═══ Records ═══

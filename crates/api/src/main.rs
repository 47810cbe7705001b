use std::net::SocketAddr;
use std::sync::Arc;

use tracing_subscriber::{layer::SubscriberExt, util::SubscriberInitExt};

use vendorlink_api::config::{LogFormat, ServerConfig};
use vendorlink_api::router::build_app_router;
use vendorlink_api::state::AppState;
use vendorlink_db::store::postgres::PgLedgerStore;

#[tokio::main]
async fn main() {
    dotenvy::dotenv().ok();

    // --- Tracing ---
    let filter = tracing_subscriber::EnvFilter::try_from_default_env()
        .unwrap_or_else(|_| "vendorlink_api=debug,tower_http=debug".into());
    let registry = tracing_subscriber::registry().with(filter);
    match LogFormat::from_env() {
        LogFormat::Json => registry
            .with(tracing_subscriber::fmt::layer().json())
            .init(),
        LogFormat::Text => registry.with(tracing_subscriber::fmt::layer()).init(),
    }

    // --- Configuration ---
    let config = ServerConfig::from_env();
    tracing::info!(host = %config.host, port = %config.port, "Loaded server configuration");

    // --- Database ---
    let database_url = std::env::var("DATABASE_URL").expect("DATABASE_URL must be set");

    let pool = vendorlink_db::create_pool(&database_url)
        .await
        .expect("Failed to connect to database");
    tracing::info!("Database connection pool created");

    vendorlink_db::health_check(&pool)
        .await
        .expect("Database health check failed");
    tracing::info!("Database health check passed");

    vendorlink_db::run_migrations(&pool)
        .await
        .expect("Failed to run database migrations");
    tracing::info!("Database migrations applied");

    // --- App state ---
    let state = AppState::new(Arc::new(PgLedgerStore::new(pool)), config.clone());
    let app = build_app_router(state, &config);

    // --- Start server ---
    let addr = SocketAddr::new(
        config.host.parse().expect("Invalid HOST address"),
        config.port,
    );
    tracing::info!(%addr, "Starting server");

    let listener = tokio::net::TcpListener::bind(addr)
        .await
        .expect("Failed to bind to address");

    axum::serve(listener, app)
        .with_graceful_shutdown(shutdown_signal())
        .await
        .expect("Server error");

    tracing::info!("Graceful shutdown complete");
}

/// Wait for SIGINT (Ctrl-C) or, on Unix, SIGTERM.
async fn shutdown_signal() {
    let ctrl_c = async {
        tokio::signal::ctrl_c()
            .await
            .expect("Failed to install Ctrl-C handler");
    };

    #[cfg(unix)]
    let terminate = async {
        tokio::signal::unix::signal(tokio::signal::unix::SignalKind::terminate())
            .expect("Failed to install SIGTERM handler")
            .recv()
            .await;
    };

    #[cfg(not(unix))]
    let terminate = std::future::pending::<()>();

    tokio::select! {
        () = ctrl_c => {
            tracing::info!("Received SIGINT (Ctrl-C), starting graceful shutdown");
        }
        () = terminate => {
            tracing::info!("Received SIGTERM, starting graceful shutdown");
        }
    }
}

═══

"main" is the word to look for; copy every line of the data that has it.

[The answer]:
filename crates/api/src/main.rs
#[tokio::main]
async fn main() {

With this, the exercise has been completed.